During that record ride I took the corners on an old IU Little 500 bike at stupid speeds. I had not learned a damned thing from the two crashes the year before when the bike slid out from under me on those turns. It was as if I was trying to will the laws of physics to obey me or at least make them reveal their limits as I tried to maintain speed because I lacked the power to accelerate as quickly as at least one other rider.

During that 1:03 ride I managed to skirt the edges of a friction coefficient I didn't know existed while rounding four ninety degree turns and one hairpin turn. Resisting the urge to brake going into and during the hairpin turn sent me up the final rise at a high rate of speed. Time seemed suspended while I felt both tires slide outward toward a big blue mailbox. The front tire grazed the curb as I passed that mailbox.

Simply put, I was out of control during that turn. The ensuing momentary fear caused goosebumps that quickly dissipated as I peddled to the finish line. I can still, and just did, get that chilling sensation while recalling my lack of control during that turn. And that is how I felt as Dave steered us around my first turn on the back of a tandem: out of control and unsure of the outcome.

Those moments created an incredibly intoxicating adrenaline rush! There has been much written about why some of us seek those moments and how addicting they can be. I'll save that for another post. For now I will just focus on what I have been calling "The Ride."
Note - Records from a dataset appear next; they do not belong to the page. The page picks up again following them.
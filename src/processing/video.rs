use crate::processing::nal::{find_nal_units, NalUnit, NAL_TYPE_PPS, NAL_TYPE_SPS};
use crate::{ByteBuffer, Error, Result};

/// AVCPacketType for the decoder configuration record
pub const AVC_SEQUENCE_HEADER: u8 = 0;

/// AVCPacketType for length-prefixed NAL units
pub const AVC_NALU: u8 = 1;

#[derive(Debug, Clone, Copy, PartialEq)]
pub enum VideoCodec {
    /// Sorenson H.263
    H263,
    /// On2 VP6
    VP6,
    /// H.264 AVC
    H264,
    /// Unknown
    Unknown(u8),
}

impl VideoCodec {
    pub fn codec_id(&self) -> u8 {
        match self {
            VideoCodec::H263 => 2,
            VideoCodec::VP6 => 4,
            VideoCodec::H264 => 7,
            VideoCodec::Unknown(id) => *id,
        }
    }

    /// FourCC written into stream metadata
    pub fn fourcc(&self) -> &str {
        match self {
            VideoCodec::H264 => "avc1",
            VideoCodec::H263 => "h263",
            VideoCodec::VP6 => "vp6f",
            VideoCodec::Unknown(_) => "unknown",
        }
    }
}

#[derive(Debug, Clone, Copy, PartialEq)]
pub enum FrameType {
    /// Keyframe (I-frame)
    Keyframe,
    /// Inter-frame (P-frame)
    InterFrame,
    /// Disposable inter-frame
    DisposableInterFrame,
}

impl FrameType {
    pub fn as_bits(&self) -> u8 {
        match self {
            FrameType::Keyframe => 1,
            FrameType::InterFrame => 2,
            FrameType::DisposableInterFrame => 3,
        }
    }
}

/// First byte of every video tag: frame type in the high nibble, codec in the low one
pub fn video_tag_marker(frame_type: FrameType, codec: VideoCodec) -> u8 {
    (frame_type.as_bits() << 4) | (codec.codec_id() & 0x0F)
}

/// AVCDecoderConfigurationRecord with 4 byte NAL length fields
#[derive(Debug, Clone, PartialEq)]
pub struct AvcDecoderConfig {
    /// AVC profile
    pub profile: u8,

    /// AVC profile compatibility
    pub profile_compat: u8,

    /// AVC level
    pub level: u8,

    /// SPS (Sequence Parameter Sets)
    pub sps: Vec<Vec<u8>>,

    /// PPS (Picture Parameter Sets)
    pub pps: Vec<Vec<u8>>,
}

impl AvcDecoderConfig {
    /// Collect parameter sets from an access unit.
    ///
    /// Profile and level come from the first SPS.
    pub fn from_nal_units(nals: &[NalUnit<'_>]) -> Result<Self> {
        let sps: Vec<Vec<u8>> = nals.iter()
            .filter(|nal| nal.nal_type == NAL_TYPE_SPS)
            .map(|nal| nal.data().to_vec())
            .collect();
        let pps: Vec<Vec<u8>> = nals.iter()
            .filter(|nal| nal.nal_type == NAL_TYPE_PPS)
            .map(|nal| nal.data().to_vec())
            .collect();

        let first = nals.iter()
            .find(|nal| nal.nal_type == NAL_TYPE_SPS)
            .ok_or_else(|| Error::protocol("First video sample carries no SPS"))?
            .rbsp();
        if first.len() < 4 {
            return Err(Error::protocol(format!("SPS too short: {} bytes", first.len())));
        }
        if sps.len() > 0x1F || pps.len() > 0xFF {
            return Err(Error::protocol("Too many parameter sets for one configuration record"));
        }

        // Profile and level come from the payload with emulation prevention removed
        Ok(AvcDecoderConfig {
            profile: first[1],
            profile_compat: first[2],
            level: first[3],
            sps,
            pps,
        })
    }

    pub fn encode(&self) -> Result<Vec<u8>> {
        let mut buffer = ByteBuffer::with_capacity(64);
        buffer.write_u8(1)?;
        buffer.write_u8(self.profile)?;
        buffer.write_u8(self.profile_compat)?;
        buffer.write_u8(self.level)?;
        buffer.write_u8(0xFF)?;

        buffer.write_u8(0xE0 | self.sps.len() as u8)?;
        for sps in &self.sps {
            write_parameter_set(&mut buffer, sps)?;
        }

        buffer.write_u8(self.pps.len() as u8)?;
        for pps in &self.pps {
            write_parameter_set(&mut buffer, pps)?;
        }

        Ok(buffer.into_vec())
    }
}

fn write_parameter_set(buffer: &mut ByteBuffer, data: &[u8]) -> Result<()> {
    let len = u16::try_from(data.len())
        .map_err(|_| Error::protocol("Parameter set longer than 65535 bytes"))?;
    buffer.write_u16_be(len)?;
    buffer.write_bytes(data)?;
    Ok(())
}

/// Turns Annex B access units into H.264 video tag payloads
pub struct VideoPacketizer {
    sequence_header_sent: bool,
}

impl VideoPacketizer {
    pub fn new() -> Self {
        VideoPacketizer {
            sequence_header_sent: false,
        }
    }

    pub fn sequence_header_sent(&self) -> bool {
        self.sequence_header_sent
    }

    /// Build the payloads for one access unit.
    ///
    /// The first call yields the sequence header followed by the frame; later
    /// calls yield only the frame. `composition_offset` is the wire PTS minus
    /// the wire DTS and is written as 24 bits.
    pub fn packetize(
        &mut self,
        access_unit: &[u8],
        is_keyframe: bool,
        composition_offset: u32,
    ) -> Result<Vec<Vec<u8>>> {
        let nals = find_nal_units(access_unit);
        if nals.is_empty() {
            return Err(Error::protocol("Video sample contains no NAL units"));
        }

        let frame_type = if is_keyframe { FrameType::Keyframe } else { FrameType::InterFrame };
        let marker = video_tag_marker(frame_type, VideoCodec::H264);

        let mut payloads = Vec::with_capacity(2);
        if !self.sequence_header_sent {
            let config = AvcDecoderConfig::from_nal_units(&nals)?;
            let mut header = ByteBuffer::with_capacity(64);
            header.write_u8(marker)?;
            header.write_u8(AVC_SEQUENCE_HEADER)?;
            header.write_u24_be(0)?;
            header.write_bytes(&config.encode()?)?;
            payloads.push(header.into_vec());
        }

        let mut frame = ByteBuffer::with_capacity(access_unit.len() + 5 + nals.len() * 4);
        frame.write_u8(marker)?;
        frame.write_u8(AVC_NALU)?;
        frame.write_u24_be(composition_offset & 0x00FF_FFFF)?;
        for nal in &nals {
            frame.write_u32_be(nal.len() as u32)?;
            frame.write_bytes(nal.data())?;
        }
        payloads.push(frame.into_vec());

        self.sequence_header_sent = true;
        Ok(payloads)
    }
}

impl Default for VideoPacketizer {
    fn default() -> Self {
        Self::new()
    }
}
Ultimately, I was not able to ride the Hammerfest with Dave last year. Leading up to the event my left leg became so weak that I was dragging it while walking. A check up told me that I needed to rest and avoid sitting positions and movements that seemed to irritate the nerve since both the neurosurgeon and I preferred to hold off on surgery. That led to twelve weeks of not running and thirty one weeks off of the bike. It was a long Fall!

Dave once again brought up The Ride this year. I once again jumped at the opportunity. And, unfortunately, the nerve acted up again. However, it was not as severe and I was able to complete some monster climbs in the San Juan Mountains during July. I then took two weeks off before concentrating on some quality bike miles in the two weeks leading up to the August Hammerfest (Sadly, almost seven weeks off from running). I didn't have my best form, but I was fit enough to give Dave some of that Giddy Up he always talks about. Dave, meanwhile, demonstrated his Giddy Up by completing 330 miles in the CASA 24 Challenge less than two weeks before The Ride.

A late parent at the end of cross country practice set me behind, so I arrived in Hatfield a few minutes before the first rider launched. This, I'm certain, had Dave running and riding around in circles like a puppy anxious for a walk. He didn't show it to me when I arrived. It was, as it always is with Dave, all business. And rightly so!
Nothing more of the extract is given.